I didn’t know either of them well enough to have extended conversations, but I believe they both — in the past two decades — recognized me as being on their side, whether I was writing for The Mississippi Rag or another periodical, or, eventually, carrying a camera and a notebook for JAZZ LIVES. Peter was gracious to me but terse in all communications — in person or in email — but I was aware that his health was a burden to him and perhaps, although I could publicize a gig, I might also capture his playing in ways that did not show him in the best light. (In both Peter’s and John’s case, I did get permission to make any video public, and would have honored their wish to delete a performance.) John would give me a substantial grin when I greeted him; circumstances never allowed us to sit down and talk, but he made me very welcome.
My awareness of Peter goes back before I met him in person, to recordings he made in 1987 for the Stomp Off label — one under Marty Grosz’s name (“The Keepers of the Flame”) and one session that Peter led (“Melody Makers”) — brilliant recordings that I played and replayed. I may have found them at the Corner Bookstore in East Setauket, run by Nancy Mullen: Nancy and Frank were serious jazz fans who had celebrated their engagement at the bar at Lou Terassi’s in 1951 or 2, with Hot Lips Page and Zutty Singleton adjacent to them. That, I point out, is the way to do it, although you’d have to find other comrades today.

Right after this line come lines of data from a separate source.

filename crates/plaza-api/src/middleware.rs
use axum::{
    extract::{Request, State},
    http::{HeaderMap, header},
    middleware::Next,
    response::Response,
};
use axum_extra::extract::cookie::CookieJar;
use uuid::Uuid;

use plaza_db::DbError;

use crate::auth::{AppState, db_call};
use crate::error::ApiError;

pub const SESSION_COOKIE: &str = "session";

/// The signed-in user, inserted as a request extension by [`require_auth`].
#[derive(Debug, Clone)]
pub struct CurrentUser {
    pub id: Uuid,
    pub token: String,
}

fn bearer_token(headers: &HeaderMap) -> Option<String> {
    headers
        .get(header::AUTHORIZATION)
        .and_then(|v| v.to_str().ok())
        .and_then(|v| v.strip_prefix("Bearer "))
        .map(|t| t.trim().to_string())
}

/// Resolve a session token to its user. Unknown or expired tokens are 401.
pub(crate) async fn resolve_session(state: &AppState, token: String) -> Result<Uuid, ApiError> {
    db_call(state, move |db| match db.sessions().get_user(&token) {
        Ok(user_id) => Ok(user_id),
        Err(DbError::NotFound(_)) => Err(ApiError::Unauthorized),
        Err(e) => Err(e.into()),
    })
    .await
}

/// Accept a session token from the Authorization header or the session cookie.
pub async fn require_auth(
    State(state): State<AppState>,
    jar: CookieJar,
    mut req: Request,
    next: Next,
) -> Result<Response, ApiError> {
    let token = bearer_token(req.headers())
        .or_else(|| jar.get(SESSION_COOKIE).map(|c| c.value().to_string()))
        .filter(|t| !t.is_empty())
        .ok_or(ApiError::Unauthorized)?;

    let id = resolve_session(&state, token.clone()).await?;

    req.extensions_mut().insert(CurrentUser { id, token });
    Ok(next.run(req).await)
}
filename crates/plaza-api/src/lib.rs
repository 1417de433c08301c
pub mod auth;
pub mod error;
pub mod events;
pub mod follows;
pub mod gateway;
pub mod groups;
pub mod messages;
pub mod middleware;
pub mod notifications;
pub mod posts;
pub mod users;

use axum::{
    Json, Router,
    middleware::from_fn_with_state,
    routing::{delete, get, post, put},
};
use serde::Deserialize;
use uuid::Uuid;

use plaza_db::models::NewNotification;
use plaza_types::models::NotificationKind;

use crate::auth::AppState;
use crate::middleware::require_auth;

/// `?limit=&offset=` for list endpoints.
#[derive(Debug, Deserialize)]
pub struct Page {
    #[serde(default = "default_limit")]
    pub limit: u32,
    #[serde(default)]
    pub offset: u32,
}

fn default_limit() -> u32 {
    50
}

/// Store a notification and push it over the gateway. Never fails the request.
pub(crate) async fn notify(
    state: &AppState,
    user_id: Uuid,
    kind: NotificationKind,
    actor_id: Uuid,
    reference_id: Option<Uuid>,
    message: String,
) {
    plaza_gateway::notifier::notify(
        &state.db,
        &state.dispatcher,
        NewNotification {
            user_id,
            kind,
            actor_id: Some(actor_id),
            reference_id,
            message,
        },
    )
    .await;
}

/// [`notify`] for each of `recipients`.
pub(crate) async fn notify_all(
    state: &AppState,
    recipients: &[Uuid],
    kind: NotificationKind,
    actor_id: Uuid,
    reference_id: Option<Uuid>,
    message: String,
) {
    plaza_gateway::notifier::notify_many(
        &state.db,
        &state.dispatcher,
        recipients,
        NewNotification {
            user_id: actor_id,
            kind,
            actor_id: Some(actor_id),
            reference_id,
            message,
        },
    )
    .await;
}

async fn health() -> Json<serde_json::Value> {
    Json(serde_json::json!({ "status": "ok" }))
}

/// All routes. Everything except auth, health and the gateway upgrade
/// requires a session.
pub fn router(state: AppState) -> Router {
    let public_routes = Router::new()
        .route("/health", get(health))
        .route("/auth/register", post(auth::register))
        .route("/auth/login", post(auth::login))
        .route("/gateway", get(gateway::ws_upgrade));

    let protected_routes = Router::new()
        .route("/auth/logout", post(auth::logout))
        // Users
        .route("/users", get(users::search))
        .route("/users/me", get(users::me).patch(users::update_me))
        .route("/users/me/privacy", put(users::set_privacy))
        .route("/users/{user_id}", get(users::profile))
        .route("/users/{user_id}/posts", get(users::user_posts))
        .route("/users/{user_id}/followers", get(users::followers))
        .route("/users/{user_id}/following", get(users::following))
        // Followers
        .route("/users/{user_id}/follow", post(follows::follow).delete(follows::unfollow))
        .route("/follow-requests", get(follows::pending_requests))
        .route("/follow-requests/{follower_id}/accept", post(follows::accept_request))
        .route("/follow-requests/{follower_id}/decline", post(follows::decline_request))
        // Posts
        .route("/posts", get(posts::feed).post(posts::create_post))
        .route("/posts/{post_id}", get(posts::get_post).delete(posts::delete_post))
        .route("/posts/{post_id}/comments", get(posts::list_comments).post(posts::create_comment))
        .route("/comments/{comment_id}", delete(posts::delete_comment))
        // Groups
        .route("/groups", get(groups::list_groups).post(groups::create_group))
        .route("/groups/{group_id}", get(groups::get_group).delete(groups::delete_group))
        .route("/groups/{group_id}/members", get(groups::members))
        .route("/groups/{group_id}/leave", post(groups::leave))
        .route("/groups/{group_id}/posts", get(groups::group_posts).post(groups::create_group_post))
        .route("/groups/{group_id}/invitations", post(groups::invite))
        .route("/invitations", get(groups::my_invitations))
        .route("/invitations/{invitation_id}/accept", post(groups::accept_invitation))
        .route("/invitations/{invitation_id}/reject", post(groups::reject_invitation))
        .route(
            "/groups/{group_id}/join-requests",
            get(groups::join_requests).post(groups::request_join),
        )
        .route("/join-requests/{request_id}/accept", post(groups::accept_join_request))
        .route("/join-requests/{request_id}/reject", post(groups::reject_join_request))
        // Group events
        .route("/groups/{group_id}/events", get(events::list_events).post(events::create_event))
        .route("/events/{event_id}", get(events::get_event))
        .route("/events/{event_id}/response", put(events::respond_event))
        // Chat
        .route(
            "/groups/{group_id}/messages",
            get(messages::group_history).post(messages::send_group),
        )
        .route("/messages/{user_id}", get(messages::direct_history).post(messages::send_direct))
        .route("/conversations", get(messages::conversations))
        // Notifications
        .route("/notifications", get(notifications::list))
        .route("/notifications/unread-count", get(notifications::unread_count))
        .route("/notifications/read-all", post(notifications::mark_all_read))
        .route("/notifications/{notification_id}/read", post(notifications::mark_read))
        .route("/notifications/{notification_id}", delete(notifications::delete))
        .route_layer(from_fn_with_state(state.clone(), require_auth));

    Router::new()
        .merge(public_routes)
        .merge(protected_routes)
        .with_state(state)
}
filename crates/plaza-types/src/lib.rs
pub mod api;
pub mod events;
pub mod models;
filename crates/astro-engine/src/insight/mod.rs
//! Insight Synthesis
//!
//! Combines a natal report, today's sky and optional market context into the
//! structured bundle the guidance layer is grounded on.

mod alignment;
mod forecast;

pub use alignment::{
    AlignmentFactor, AlignmentScore, BASE_SCORE, cosmic_alignment_score, market_alignment,
};
pub use forecast::{DailyHighlight, WeeklyForecast, lucky_days, weekday_name, weekly_forecast};

use chrono::{DateTime, Utc};
use serde::{Deserialize, Serialize};

use crate::guidance;
use crate::market::MarketContext;
use crate::model::{ElementalBalance, ModalityBalance};
use crate::natal::{CurrentTransits, NatalReport};
use crate::zodiac::{CosmicWeather, WealthArchetype, cosmic_weather, wealth_archetype};

/// Everything derived for one user at one moment
#[derive(Clone, Debug, PartialEq, Eq, Serialize, Deserialize)]
pub struct InsightReport {
    pub generated_at: DateTime<Utc>,
    pub alignment: AlignmentScore,
    pub archetype: WealthArchetype,
    pub elemental_balance: ElementalBalance,
    pub modality_balance: ModalityBalance,

    /// Absent when the sun sign is unknown
    pub weekly_forecast: Option<WeeklyForecast>,

    /// Absent when the sun sign is unknown
    pub cosmic_weather: Option<CosmicWeather>,

    #[serde(skip_serializing_if = "Option::is_none", default)]
    pub market: Option<MarketContext>,

    pub guidance: String,
}

impl InsightReport {
    pub const fn score(&self) -> u8 {
        self.alignment.score
    }
}

/// Stateless synthesizer; every call is a pure function of its arguments
#[derive(Clone, Copy, Debug, Default)]
pub struct InsightEngine;

impl InsightEngine {
    pub const fn new() -> Self {
        Self
    }

    /// Build the insight bundle for `report` at `now`
    pub fn synthesize(
        &self,
        report: &NatalReport,
        market: Option<&MarketContext>,
        now: DateTime<Utc>,
    ) -> InsightReport {
        let profile = &report.profile;
        let [sun, moon, rising] = profile.big_three();
        let sky = CurrentTransits::on(now.date_naive());

        let mut insight = InsightReport {
            generated_at: now,
            alignment: cosmic_alignment_score(profile, market.map(|m| m.trend), now),
            archetype: wealth_archetype(sun, moon, rising),
            elemental_balance: profile.elemental_balance,
            modality_balance: profile.modality_balance,
            weekly_forecast: sun.map(|s| weekly_forecast(s, now)),
            cosmic_weather: sun.map(|s| cosmic_weather(s, sky.sun, sky.moon)),
            market: market.cloned(),
            guidance: String::new(),
        };
        insight.guidance = guidance::compose(report, &insight, market);

        tracing::debug!(
            score = insight.alignment.score,
            archetype = %insight.archetype.archetype,
            "insight synthesized"
        );
        insight
    }
}
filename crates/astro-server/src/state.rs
//! Application State

use std::sync::Arc;

use astro_engine::{InsightEngine, MarketFeed};

use crate::config::ServerConfig;

/// Shared application state
#[derive(Clone)]
pub struct AppState {
    /// Market context source (static feed unless a live one is wired in)
    pub market: Arc<dyn MarketFeed>,

    pub insight: InsightEngine,

    pub config: Arc<ServerConfig>,
}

In 1990, Nancy and Frank invited me to join them for a concert given by the Long Island Traditional Jazz Society in North Babylon, if I have the name right — Marty Grosz, Peter, Dan Barrett, Joe Muranyi, perhaps Greg Cohen and Arnie Kinsella — memorable to me now, thirty years later, for Muranyi singing LOUISIANA FAIRY TALE and interpolating, “Can it be NORTH BABYLON at last?” I bought all the Stomp Off records and, later, the Arbors Records and Jazzology CDs on which Peter appeared, often as a key player in Marty Grosz’s Orphan Newsboys. Peter had incredible leaping facility — romping through Jabbo Smith’s JAZZ BATTLE at top speed — but he was also a lyrical swinger who could create a memorable short story in a four-bar break. When I heard him in person, he reminded me of Doc Cheatham — the light-footed dancing in air quality, a man with many delicate ideas to offer us in a chorus.

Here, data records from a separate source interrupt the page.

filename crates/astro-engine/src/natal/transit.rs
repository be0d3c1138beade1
//! Transits relative to "now"
//!
//! Moon phase, the yearly Mercury retrograde approximation, today's planet
//! signs and the personal overlay against a natal sun. `now` is always
//! passed in.

use chrono::{DateTime, Datelike, NaiveDate, Utc};
use serde::{Deserialize, Serialize};
use std::fmt;

use crate::ephemeris::SYNODIC_MONTH;
use crate::model::{Planet, ZodiacSign, unknown_sign};
use crate::zodiac::compatibility;

use super::signs::{moon_sign, planet_fallback, planetary_positions, sun_sign};

#[derive(Clone, Copy, Debug, PartialEq, Eq, Hash, Serialize, Deserialize)]
pub enum MoonPhase {
    #[serde(rename = "New Moon")]
    NewMoon,
    #[serde(rename = "Waxing Crescent")]
    WaxingCrescent,
    #[serde(rename = "First Quarter")]
    FirstQuarter,
    #[serde(rename = "Waxing Gibbous")]
    WaxingGibbous,
    #[serde(rename = "Full Moon")]
    FullMoon,
    #[serde(rename = "Waning Gibbous")]
    WaningGibbous,
    #[serde(rename = "Last Quarter")]
    LastQuarter,
    #[serde(rename = "Waning Crescent")]
    WaningCrescent,
}

impl MoonPhase {
    const CYCLE: [Self; 8] = [
        Self::NewMoon,
        Self::WaxingCrescent,
        Self::FirstQuarter,
        Self::WaxingGibbous,
        Self::FullMoon,
        Self::WaningGibbous,
        Self::LastQuarter,
        Self::WaningCrescent,
    ];

    /// Phase for a cycle fraction in [0, 1)
    pub fn from_fraction(fraction: f64) -> Self {
        let bin = (fraction.rem_euclid(1.0) * 8.0).floor() as usize;
        Self::CYCLE[bin % 8]
    }
}

impl fmt::Display for MoonPhase {
    fn fmt(&self, f: &mut fmt::Formatter<'_>) -> fmt::Result {
        f.write_str(match self {
            Self::NewMoon => "New Moon",
            Self::WaxingCrescent => "Waxing Crescent",
            Self::FirstQuarter => "First Quarter",
            Self::WaxingGibbous => "Waxing Gibbous",
            Self::FullMoon => "Full Moon",
            Self::WaningGibbous => "Waning Gibbous",
            Self::LastQuarter => "Last Quarter",
            Self::WaningCrescent => "Waning Crescent",
        })
    }
}

fn reference_new_moon() -> NaiveDate {
    NaiveDate::from_ymd_opt(2000, 1, 6).unwrap_or(NaiveDate::MIN)
}

/// Fraction of the synodic cycle elapsed since the 2000-01-06 new moon
pub fn lunar_cycle_fraction(date: NaiveDate) -> f64 {
    let days = (date - reference_new_moon()).num_days() as f64;
    days.rem_euclid(SYNODIC_MONTH) / SYNODIC_MONTH
}

pub fn moon_phase(date: NaiveDate) -> MoonPhase {
    MoonPhase::from_fraction(lunar_cycle_fraction(date))
}

/// Approximate retrograde windows by day of year; the same every year
const MERCURY_RETROGRADE_DAYS: [(u32, u32); 4] = [(10, 31), (130, 151), (250, 271), (340, 361)];

pub fn mercury_retrograde(date: NaiveDate) -> bool {
    let day = date.ordinal();
    MERCURY_RETROGRADE_DAYS
        .iter()
        .any(|&(start, end)| (start..=end).contains(&day))
}

/// How a transiting planet sits with the natal sun
#[derive(Clone, Copy, Debug, PartialEq, Eq, Serialize, Deserialize)]
pub enum Influence {
    Favorable,
    Neutral,
    Challenging,
}

impl Influence {
    pub const fn from_score(score: u8) -> Self {
        if score >= 70 {
            Self::Favorable
        } else if score <= 40 {
            Self::Challenging
        } else {
            Self::Neutral
        }
    }
}

/// Today's sign for every tracked body
#[derive(Clone, Debug, PartialEq, Eq, Serialize, Deserialize)]
pub struct CurrentTransits {
    pub sun: ZodiacSign,
    pub moon: ZodiacSign,
    pub mercury: ZodiacSign,
    pub venus: ZodiacSign,
    pub mars: ZodiacSign,
    pub jupiter: ZodiacSign,
    pub saturn: ZodiacSign,
}

impl CurrentTransits {
    pub fn on(date: NaiveDate) -> Self {
        let sun = sun_sign(date);
        let positions = planetary_positions(date, sun);
        let sign = |planet: Planet| {
            positions
                .get(&planet)
                .copied()
                .unwrap_or_else(|| planet_fallback(planet, sun))
        };

        Self {
            sun: sun.unwrap_or_else(|| planet_fallback(Planet::Sun, None)),
            moon: moon_sign(date),
            mercury: sign(Planet::Mercury),
            venus: sign(Planet::Venus),
            mars: sign(Planet::Mars),
            jupiter: sign(Planet::Jupiter),
            saturn: sign(Planet::Saturn),
        }
    }
}

/// Sky at "now", optionally read against a natal sun
#[derive(Clone, Debug, PartialEq, Serialize, Deserialize)]
pub struct TransitSnapshot {
    pub date: NaiveDate,
    pub sun_sign: ZodiacSign,
    pub moon_sign: ZodiacSign,
    pub moon_phase: MoonPhase,
    pub mercury_retrograde: bool,

    /// Transiting sun in the natal sun sign
    pub solar_return: bool,

    #[serde(with = "unknown_sign")]
    pub natal_sun: Option<ZodiacSign>,

    #[serde(skip_serializing_if = "Option::is_none", default)]
    pub venus_influence: Option<Influence>,

    #[serde(skip_serializing_if = "Option::is_none", default)]
    pub mars_influence: Option<Influence>,
}

impl TransitSnapshot {
    pub fn at(now: DateTime<Utc>, natal_sun: Option<ZodiacSign>) -> Self {
        let date = now.date_naive();
        let transits = CurrentTransits::on(date);
        let influence = |transiting: ZodiacSign| {
            natal_sun.map(|sun| Influence::from_score(compatibility(sun, transiting)))
        };

        Self {
            date,
            sun_sign: transits.sun,
            moon_sign: transits.moon,
            moon_phase: moon_phase(date),
            mercury_retrograde: mercury_retrograde(date),
            solar_return: natal_sun == Some(transits.sun),
            natal_sun,
            venus_influence: influence(transits.venus),
            mars_influence: influence(transits.mars),
        }
    }
}

#[cfg(test)]
mod tests {
    use super::*;
    use chrono::{Duration, TimeZone};

    fn date(y: i32, m: u32, d: u32) -> NaiveDate {
        NaiveDate::from_ymd_opt(y, m, d).unwrap()
    }

    #[test]
    fn test_reference_date_is_new_moon() {
        assert_eq!(moon_phase(date(2000, 1, 6)), MoonPhase::NewMoon);
        // 15 days in: fraction 0.508 -> Full
        assert_eq!(moon_phase(date(2000, 1, 21)), MoonPhase::FullMoon);
        // 7 days: 0.237, just short of the First Quarter bin
        assert_eq!(moon_phase(date(2000, 1, 13)), MoonPhase::WaxingCrescent);
        // one day before: 0.966 -> Waning Crescent
        assert_eq!(moon_phase(date(2000, 1, 5)), MoonPhase::WaningCrescent);
    }

    #[test]
    fn test_phase_is_periodic_within_one_bin() {
        let mut day = date(1990, 1, 1);
        for _ in 0..400 {
            let a = MoonPhase::CYCLE.iter().position(|p| *p == moon_phase(day)).unwrap();
            let later = day + Duration::days(30);
            let fraction = lunar_cycle_fraction(later);
            let b = (fraction * 8.0).floor() as usize % 8;
            let diff = (a as i64 - b as i64).rem_euclid(8);
            assert!(diff == 0 || diff == 1 || diff == 7, "{day}: {a} vs {b}");
            day += Duration::days(17);
        }
    }

    #[test]
    fn test_fraction_mapping_wraps() {
        assert_eq!(MoonPhase::from_fraction(0.0), MoonPhase::NewMoon);
        assert_eq!(MoonPhase::from_fraction(0.124), MoonPhase::NewMoon);
        assert_eq!(MoonPhase::from_fraction(0.125), MoonPhase::WaxingCrescent);
        assert_eq!(MoonPhase::from_fraction(0.999), MoonPhase::WaningCrescent);
        assert_eq!(MoonPhase::from_fraction(1.0), MoonPhase::NewMoon);
    }

    #[test]
    fn test_mercury_retrograde_windows() {
        assert!(!mercury_retrograde(date(2023, 1, 9)));
        assert!(mercury_retrograde(date(2023, 1, 10)));
        assert!(mercury_retrograde(date(2023, 1, 31)));
        assert!(!mercury_retrograde(date(2023, 2, 1)));
        // day 361 in a common year is Dec 27
        assert!(mercury_retrograde(date(2023, 12, 27)));
        assert!(!mercury_retrograde(date(2023, 12, 28)));
    }

    #[test]
    fn test_solar_return_and_influences() {
        let now = Utc.with_ymd_and_hms(2024, 8, 1, 12, 0, 0).unwrap();
        let leo = TransitSnapshot::at(now, Some(ZodiacSign::Leo));
        assert_eq!(leo.sun_sign, ZodiacSign::Leo);
        assert!(leo.solar_return);
        assert!(leo.venus_influence.is_some());

        let general = TransitSnapshot::at(now, None);
        assert!(!general.solar_return);
        assert!(general.venus_influence.is_none());
        assert!(general.mars_influence.is_none());
    }

    #[test]
    fn test_current_transits_use_table_near_entries() {
        let transits = CurrentTransits::on(date(2024, 1, 2));
        assert_eq!(transits.sun, ZodiacSign::Capricorn);
        assert_eq!(transits.moon, ZodiacSign::Virgo);
        assert_eq!(transits.jupiter, ZodiacSign::Taurus);
    }

    #[test]
    fn test_influence_thresholds() {
        assert_eq!(Influence::from_score(70), Influence::Favorable);
        assert_eq!(Influence::from_score(41), Influence::Neutral);
        assert_eq!(Influence::from_score(40), Influence::Challenging);
    }
}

I met John in person for the first time in 2005, I think, at the Cajun — and admired him instantly. Like Peter, I had heard him first, but in John’s case, not known his identity: John played on the soundtrack of Woody Allen’s SLEEPER, which was a hit at the movie theatre where I worked as a doorman (“Good evening,” tearing the paper ticket, then returning it with “Thank you.”) so his firm swinging lead on CANAL STREET BLUES impressed me over and over. I wish I’d known that he was playing so I could have told him this story when we met, nearly a quarter-century later. But he knew how much I enjoyed his playing — whether at the Cajun, in a trio with Marty and John Beal at Charley O’s in midtown, or sitting in with the EarRegulars at the Ear Inn. John was a thoughtful “singing” player who never hurried or missed a step, but he was never stiff. A favorite quote, inserted neatly, was COLUMBIA, THE GEM OF THE OCEAN, which always made me laugh with pleasure. He stayed in the middle register, but occasionally would end phrases with a growl or find a mute he liked to vary his sound.

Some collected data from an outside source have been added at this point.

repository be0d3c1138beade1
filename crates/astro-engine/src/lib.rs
//! # astro-engine
//!
//! Astrology-driven wealth insight engine. Birth data goes in; a natal
//! report, a cosmic alignment score and wealth guidance come out.
//!
//! ## Pipeline
//!
//! ```text
//! ┌──────────────┐   ┌───────────────────┐   ┌─────────────────────┐
//! │  BirthInput  │──▶│  NatalCalculator  │──▶│     NatalReport     │
//! │ date/time/   │   │ sun/moon/rising,  │   │ profile, chart,     │
//! │ place/coords │   │ houses, transits  │   │ wealth houses       │
//! └──────────────┘   └─────────┬─────────┘   └──────────┬──────────┘
//!                              │                        │
//!                    ┌─────────▼─────────┐   ┌──────────▼──────────┐
//!                    │ ephemeris tables  │   │    InsightEngine    │◀── MarketContext
//!                    │ zodiac database   │   │ alignment, forecast │
//!                    └───────────────────┘   │ archetype, weather  │
//!                                            └──────────┬──────────┘
//!                                                       ▼
//!                                             guidance::compose()
//! ```
//!
//! Everything here is synchronous and pure. Transit-dependent calls take
//! `now` explicitly; only the server reads the clock.

pub mod ephemeris;
pub mod error;
pub mod guidance;
pub mod insight;
pub mod market;
pub mod model;
pub mod natal;
pub mod zodiac;

pub use error::{AstroError, Result};
pub use insight::{InsightEngine, InsightReport};
pub use market::{MarketContext, MarketFeed, MarketTrend, StaticMarketFeed};
pub use model::{Element, Modality, Planet, RiskTolerance, ZodiacSign};
pub use natal::{BirthInput, NatalCalculator, NatalProfile, NatalReport};

/// System prompt for the language-model guidance layer
pub const WEALTH_GUIDE_PROMPT: &str = r#"You are a warm, grounded astrology guide who connects a person's chart to their relationship with money.

## Ground Rules

1. **Use only the supplied context** - Every claim must come from the natal report, insight bundle or market context
2. **Signs are tendencies, not destiny** - Frame placements as strengths to lean on and habits to watch
3. **Respect the risk profile** - Never push a low-tolerance sign toward speculative assets
4. **No specific trades** - Talk about approach, pacing and allocation style, never exact buys or price targets

## Structure

1. Open with the sun, moon and rising signs and the cosmic alignment score
2. Describe the wealth archetype and its strategy
3. Connect today's cosmic weather and the weekly lucky days to timing
4. If market context is present, relate the trend to the person's risk tolerance
5. Close with the disclaimer

Always end with: "This is astrological entertainment, not financial advice.""#;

Roswell Rudd once told me, “You play your personality,” and both of these gentlemen did just that. Peter’s playing could be heated and impetuous, rounding the corner of a hot chorus, but he was poised and epigrammatic in person. John, who made his living as some variety of stockbroker (he told his colleague and my friend Dick Dreiwitz that it was a career where he could go to work at 10 and stop at 3) was beautifully dressed; he sat up straight when playing.
After all those words, here is some lovely music. I video-recorded John at the Cajun in 2006 (a whole evening) and when he visited The Ear Inn in 2010. All the details are in the blogposts.
John at the Cajun, June 24, 2006: one and two, and at The Ear Inn, March 21, 2010: one and two. Peter, sitting in at Radegast, whistling and ukulele, December 13, 2011: here.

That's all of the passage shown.